GOAL OF THE EXERCISE ::
Nothing past the line containing "use gtfs_model::RouteType;" belongs in the output. Copy exactly every line of the data below from the first up to and including it.

(DATASET Opens)

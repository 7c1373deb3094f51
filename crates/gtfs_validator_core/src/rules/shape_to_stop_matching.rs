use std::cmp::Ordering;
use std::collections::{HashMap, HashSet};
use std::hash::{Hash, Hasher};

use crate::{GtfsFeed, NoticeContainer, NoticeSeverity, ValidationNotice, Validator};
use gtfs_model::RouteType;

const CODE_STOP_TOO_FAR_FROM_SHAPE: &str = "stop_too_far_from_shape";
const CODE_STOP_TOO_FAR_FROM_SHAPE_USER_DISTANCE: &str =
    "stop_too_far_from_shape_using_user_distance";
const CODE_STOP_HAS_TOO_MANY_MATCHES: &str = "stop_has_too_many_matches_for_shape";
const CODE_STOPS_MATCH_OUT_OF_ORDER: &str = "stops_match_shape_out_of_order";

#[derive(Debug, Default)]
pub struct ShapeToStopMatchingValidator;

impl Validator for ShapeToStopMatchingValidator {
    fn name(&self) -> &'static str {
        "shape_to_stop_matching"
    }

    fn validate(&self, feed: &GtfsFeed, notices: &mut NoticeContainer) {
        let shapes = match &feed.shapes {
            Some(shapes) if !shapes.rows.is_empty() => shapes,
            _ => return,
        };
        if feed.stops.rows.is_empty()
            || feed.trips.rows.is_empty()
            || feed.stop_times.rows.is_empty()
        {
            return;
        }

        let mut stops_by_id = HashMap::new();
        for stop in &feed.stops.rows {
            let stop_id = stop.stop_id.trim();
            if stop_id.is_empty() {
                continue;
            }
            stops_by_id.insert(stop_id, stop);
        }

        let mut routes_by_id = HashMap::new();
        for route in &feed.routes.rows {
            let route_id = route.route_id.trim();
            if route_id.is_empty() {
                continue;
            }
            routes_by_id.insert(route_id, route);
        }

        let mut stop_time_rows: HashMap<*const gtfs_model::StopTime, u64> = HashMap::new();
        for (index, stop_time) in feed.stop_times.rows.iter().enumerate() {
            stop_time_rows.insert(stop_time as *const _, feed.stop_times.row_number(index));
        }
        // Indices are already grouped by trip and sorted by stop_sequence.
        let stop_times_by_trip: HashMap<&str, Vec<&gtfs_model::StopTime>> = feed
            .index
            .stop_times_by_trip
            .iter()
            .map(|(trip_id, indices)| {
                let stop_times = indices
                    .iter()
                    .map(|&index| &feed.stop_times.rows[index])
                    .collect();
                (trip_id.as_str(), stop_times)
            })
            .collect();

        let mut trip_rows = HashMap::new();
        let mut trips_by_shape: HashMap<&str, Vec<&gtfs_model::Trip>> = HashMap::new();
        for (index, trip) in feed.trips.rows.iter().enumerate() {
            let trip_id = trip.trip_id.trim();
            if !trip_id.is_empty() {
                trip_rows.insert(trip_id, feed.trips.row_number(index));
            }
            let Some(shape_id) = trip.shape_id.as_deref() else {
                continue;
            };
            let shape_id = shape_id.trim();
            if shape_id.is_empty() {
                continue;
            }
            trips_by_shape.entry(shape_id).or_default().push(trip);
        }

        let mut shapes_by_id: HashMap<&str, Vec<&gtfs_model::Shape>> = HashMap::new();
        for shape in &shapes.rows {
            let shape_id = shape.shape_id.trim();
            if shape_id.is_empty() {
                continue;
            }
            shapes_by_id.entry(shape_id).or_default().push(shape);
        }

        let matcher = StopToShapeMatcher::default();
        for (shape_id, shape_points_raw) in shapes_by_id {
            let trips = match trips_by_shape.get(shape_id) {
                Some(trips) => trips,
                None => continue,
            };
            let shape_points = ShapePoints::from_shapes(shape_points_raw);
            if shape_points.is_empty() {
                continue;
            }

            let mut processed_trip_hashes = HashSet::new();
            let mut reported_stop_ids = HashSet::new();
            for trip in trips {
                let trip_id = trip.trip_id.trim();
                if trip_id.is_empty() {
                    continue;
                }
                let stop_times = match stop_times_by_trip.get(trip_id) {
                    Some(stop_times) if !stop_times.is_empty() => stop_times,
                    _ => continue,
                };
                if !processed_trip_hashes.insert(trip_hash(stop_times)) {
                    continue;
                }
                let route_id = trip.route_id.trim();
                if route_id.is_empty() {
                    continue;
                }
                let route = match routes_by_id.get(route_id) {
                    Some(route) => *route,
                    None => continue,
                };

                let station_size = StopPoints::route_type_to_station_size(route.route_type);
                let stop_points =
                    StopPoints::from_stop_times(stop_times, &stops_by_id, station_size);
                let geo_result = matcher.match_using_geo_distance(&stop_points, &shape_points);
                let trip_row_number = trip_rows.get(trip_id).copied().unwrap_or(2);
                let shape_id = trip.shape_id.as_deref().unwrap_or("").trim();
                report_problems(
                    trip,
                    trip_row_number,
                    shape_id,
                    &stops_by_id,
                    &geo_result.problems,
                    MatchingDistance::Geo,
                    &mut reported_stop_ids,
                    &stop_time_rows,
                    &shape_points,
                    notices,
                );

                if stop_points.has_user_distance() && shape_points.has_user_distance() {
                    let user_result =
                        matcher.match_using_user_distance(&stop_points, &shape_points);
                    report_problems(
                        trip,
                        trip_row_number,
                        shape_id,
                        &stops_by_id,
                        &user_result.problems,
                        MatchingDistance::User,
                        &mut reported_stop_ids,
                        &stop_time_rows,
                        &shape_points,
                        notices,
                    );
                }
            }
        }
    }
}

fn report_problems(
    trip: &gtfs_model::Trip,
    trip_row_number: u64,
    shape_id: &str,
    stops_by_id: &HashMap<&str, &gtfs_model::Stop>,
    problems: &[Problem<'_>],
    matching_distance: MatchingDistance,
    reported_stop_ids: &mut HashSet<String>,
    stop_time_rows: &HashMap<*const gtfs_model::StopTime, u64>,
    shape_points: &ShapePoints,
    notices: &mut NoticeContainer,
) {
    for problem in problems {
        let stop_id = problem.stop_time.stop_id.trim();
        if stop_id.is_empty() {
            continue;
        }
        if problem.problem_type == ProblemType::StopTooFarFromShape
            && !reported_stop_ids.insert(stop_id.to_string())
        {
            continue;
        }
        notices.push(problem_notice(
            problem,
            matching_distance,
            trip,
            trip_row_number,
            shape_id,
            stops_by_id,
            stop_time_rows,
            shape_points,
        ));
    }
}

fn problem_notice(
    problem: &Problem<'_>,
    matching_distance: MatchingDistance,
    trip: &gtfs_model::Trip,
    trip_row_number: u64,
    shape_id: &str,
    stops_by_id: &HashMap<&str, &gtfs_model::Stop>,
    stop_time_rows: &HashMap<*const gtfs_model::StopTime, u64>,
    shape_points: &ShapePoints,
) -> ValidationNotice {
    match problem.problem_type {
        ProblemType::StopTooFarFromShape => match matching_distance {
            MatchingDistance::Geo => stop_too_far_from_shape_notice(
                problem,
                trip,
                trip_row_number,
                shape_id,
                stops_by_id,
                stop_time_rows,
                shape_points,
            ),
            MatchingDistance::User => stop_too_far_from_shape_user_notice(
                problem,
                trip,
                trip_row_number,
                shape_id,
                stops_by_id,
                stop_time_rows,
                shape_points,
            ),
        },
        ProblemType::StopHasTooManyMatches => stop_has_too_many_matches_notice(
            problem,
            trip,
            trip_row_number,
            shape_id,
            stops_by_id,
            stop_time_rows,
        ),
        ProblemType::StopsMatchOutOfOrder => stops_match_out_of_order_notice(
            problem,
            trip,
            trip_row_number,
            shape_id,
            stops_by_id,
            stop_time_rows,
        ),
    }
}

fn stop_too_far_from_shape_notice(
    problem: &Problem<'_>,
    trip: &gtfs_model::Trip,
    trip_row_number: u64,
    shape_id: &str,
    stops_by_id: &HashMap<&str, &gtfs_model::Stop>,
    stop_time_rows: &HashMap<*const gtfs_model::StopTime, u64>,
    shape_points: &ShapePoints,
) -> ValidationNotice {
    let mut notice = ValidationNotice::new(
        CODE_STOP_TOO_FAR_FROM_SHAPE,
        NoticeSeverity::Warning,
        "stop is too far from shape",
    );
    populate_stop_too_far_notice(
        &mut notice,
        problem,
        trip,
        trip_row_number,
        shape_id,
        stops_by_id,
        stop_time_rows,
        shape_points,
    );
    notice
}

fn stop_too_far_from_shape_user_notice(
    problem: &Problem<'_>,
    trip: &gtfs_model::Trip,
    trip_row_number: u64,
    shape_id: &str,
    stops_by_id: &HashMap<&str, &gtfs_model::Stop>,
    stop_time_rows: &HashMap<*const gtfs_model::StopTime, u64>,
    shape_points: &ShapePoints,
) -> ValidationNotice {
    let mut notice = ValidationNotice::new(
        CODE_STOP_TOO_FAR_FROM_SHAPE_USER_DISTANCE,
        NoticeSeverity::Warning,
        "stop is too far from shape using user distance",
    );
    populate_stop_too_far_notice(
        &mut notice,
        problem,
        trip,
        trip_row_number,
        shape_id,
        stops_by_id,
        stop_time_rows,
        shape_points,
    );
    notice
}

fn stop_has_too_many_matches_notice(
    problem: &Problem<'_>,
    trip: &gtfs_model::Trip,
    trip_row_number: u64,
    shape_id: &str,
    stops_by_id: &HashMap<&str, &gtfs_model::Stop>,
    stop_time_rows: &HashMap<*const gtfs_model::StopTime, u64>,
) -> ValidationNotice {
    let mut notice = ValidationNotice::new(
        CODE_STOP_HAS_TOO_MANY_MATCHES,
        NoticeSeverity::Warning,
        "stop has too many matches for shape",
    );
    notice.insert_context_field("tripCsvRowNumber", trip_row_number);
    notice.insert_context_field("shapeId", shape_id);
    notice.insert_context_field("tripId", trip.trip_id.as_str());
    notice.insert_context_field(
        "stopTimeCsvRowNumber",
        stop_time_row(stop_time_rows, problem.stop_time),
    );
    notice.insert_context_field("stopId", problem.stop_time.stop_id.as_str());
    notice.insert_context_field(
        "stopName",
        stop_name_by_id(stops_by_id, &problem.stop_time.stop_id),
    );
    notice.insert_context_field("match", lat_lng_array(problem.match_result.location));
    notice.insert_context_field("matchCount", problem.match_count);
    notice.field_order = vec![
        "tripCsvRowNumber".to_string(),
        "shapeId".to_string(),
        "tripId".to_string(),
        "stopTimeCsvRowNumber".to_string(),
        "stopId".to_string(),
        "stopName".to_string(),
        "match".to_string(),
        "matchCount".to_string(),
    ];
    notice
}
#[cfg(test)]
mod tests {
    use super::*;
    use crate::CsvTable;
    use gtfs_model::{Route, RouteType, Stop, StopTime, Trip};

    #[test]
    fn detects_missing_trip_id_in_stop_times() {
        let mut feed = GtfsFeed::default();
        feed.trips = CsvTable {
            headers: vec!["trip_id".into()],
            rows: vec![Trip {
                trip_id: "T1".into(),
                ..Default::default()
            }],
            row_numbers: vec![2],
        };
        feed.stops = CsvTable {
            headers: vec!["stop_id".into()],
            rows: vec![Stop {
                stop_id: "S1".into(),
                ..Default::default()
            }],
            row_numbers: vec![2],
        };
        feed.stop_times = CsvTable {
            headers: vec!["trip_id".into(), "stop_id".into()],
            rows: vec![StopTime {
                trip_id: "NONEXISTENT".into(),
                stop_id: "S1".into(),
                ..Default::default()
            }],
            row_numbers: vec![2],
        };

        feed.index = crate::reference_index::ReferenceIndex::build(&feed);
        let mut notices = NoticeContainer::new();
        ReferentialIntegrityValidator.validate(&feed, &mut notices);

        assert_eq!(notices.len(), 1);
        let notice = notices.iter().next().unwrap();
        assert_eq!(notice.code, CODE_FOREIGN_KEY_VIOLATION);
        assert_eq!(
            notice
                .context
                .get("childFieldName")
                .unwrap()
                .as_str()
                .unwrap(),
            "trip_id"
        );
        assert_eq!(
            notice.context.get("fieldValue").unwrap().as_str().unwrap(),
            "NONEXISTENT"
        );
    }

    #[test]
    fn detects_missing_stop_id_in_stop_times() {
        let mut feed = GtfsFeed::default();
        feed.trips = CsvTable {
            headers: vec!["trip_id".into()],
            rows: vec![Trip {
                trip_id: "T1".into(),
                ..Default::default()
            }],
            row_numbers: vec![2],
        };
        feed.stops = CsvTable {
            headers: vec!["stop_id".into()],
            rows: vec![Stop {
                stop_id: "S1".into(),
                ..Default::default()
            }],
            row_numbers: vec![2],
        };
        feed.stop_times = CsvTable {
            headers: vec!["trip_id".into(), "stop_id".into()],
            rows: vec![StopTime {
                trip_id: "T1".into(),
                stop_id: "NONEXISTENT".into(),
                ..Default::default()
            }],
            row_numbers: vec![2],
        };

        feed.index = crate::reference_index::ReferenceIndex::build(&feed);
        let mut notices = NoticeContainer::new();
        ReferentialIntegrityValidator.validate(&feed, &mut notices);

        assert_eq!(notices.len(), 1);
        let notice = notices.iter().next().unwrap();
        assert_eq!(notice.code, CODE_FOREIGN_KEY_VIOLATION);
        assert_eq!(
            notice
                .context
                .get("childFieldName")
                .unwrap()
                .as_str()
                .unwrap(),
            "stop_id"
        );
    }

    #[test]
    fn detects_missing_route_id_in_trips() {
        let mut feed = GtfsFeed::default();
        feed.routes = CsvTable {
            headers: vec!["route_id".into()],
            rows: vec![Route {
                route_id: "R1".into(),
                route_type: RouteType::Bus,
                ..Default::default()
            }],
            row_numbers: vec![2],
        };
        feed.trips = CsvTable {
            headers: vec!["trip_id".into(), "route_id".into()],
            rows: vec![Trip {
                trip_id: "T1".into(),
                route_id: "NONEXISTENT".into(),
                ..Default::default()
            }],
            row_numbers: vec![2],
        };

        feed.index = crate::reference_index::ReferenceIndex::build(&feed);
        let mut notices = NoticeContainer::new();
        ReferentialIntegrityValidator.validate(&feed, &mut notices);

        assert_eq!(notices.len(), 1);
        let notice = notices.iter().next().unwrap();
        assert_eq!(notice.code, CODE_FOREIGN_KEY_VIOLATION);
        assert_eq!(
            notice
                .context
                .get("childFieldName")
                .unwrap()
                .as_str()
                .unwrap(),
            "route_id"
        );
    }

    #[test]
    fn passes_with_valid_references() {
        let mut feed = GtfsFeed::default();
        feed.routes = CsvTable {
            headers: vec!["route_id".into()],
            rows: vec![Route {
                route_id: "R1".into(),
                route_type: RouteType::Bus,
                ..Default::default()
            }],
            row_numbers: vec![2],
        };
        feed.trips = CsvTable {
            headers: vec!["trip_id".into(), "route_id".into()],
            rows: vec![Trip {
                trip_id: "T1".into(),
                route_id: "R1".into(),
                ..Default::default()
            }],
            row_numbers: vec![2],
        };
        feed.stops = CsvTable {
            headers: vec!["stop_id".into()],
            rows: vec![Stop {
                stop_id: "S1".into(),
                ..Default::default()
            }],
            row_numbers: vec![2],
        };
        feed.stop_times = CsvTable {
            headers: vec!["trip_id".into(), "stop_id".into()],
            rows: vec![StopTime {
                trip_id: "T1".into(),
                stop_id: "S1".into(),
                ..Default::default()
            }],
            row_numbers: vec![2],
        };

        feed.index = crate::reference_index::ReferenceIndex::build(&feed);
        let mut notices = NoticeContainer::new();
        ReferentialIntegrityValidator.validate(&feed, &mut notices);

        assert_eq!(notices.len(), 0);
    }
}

(DATASET Closes)

RESULT OF THIS EXERCISE ::
repository 7c1373deb3094f51
filename crates/gtfs_validator_core/src/rules/shape_to_stop_matching.rs
use std::cmp::Ordering;
use std::collections::{HashMap, HashSet};
use std::hash::{Hash, Hasher};

use crate::{GtfsFeed, NoticeContainer, NoticeSeverity, ValidationNotice, Validator};
use gtfs_model::RouteType;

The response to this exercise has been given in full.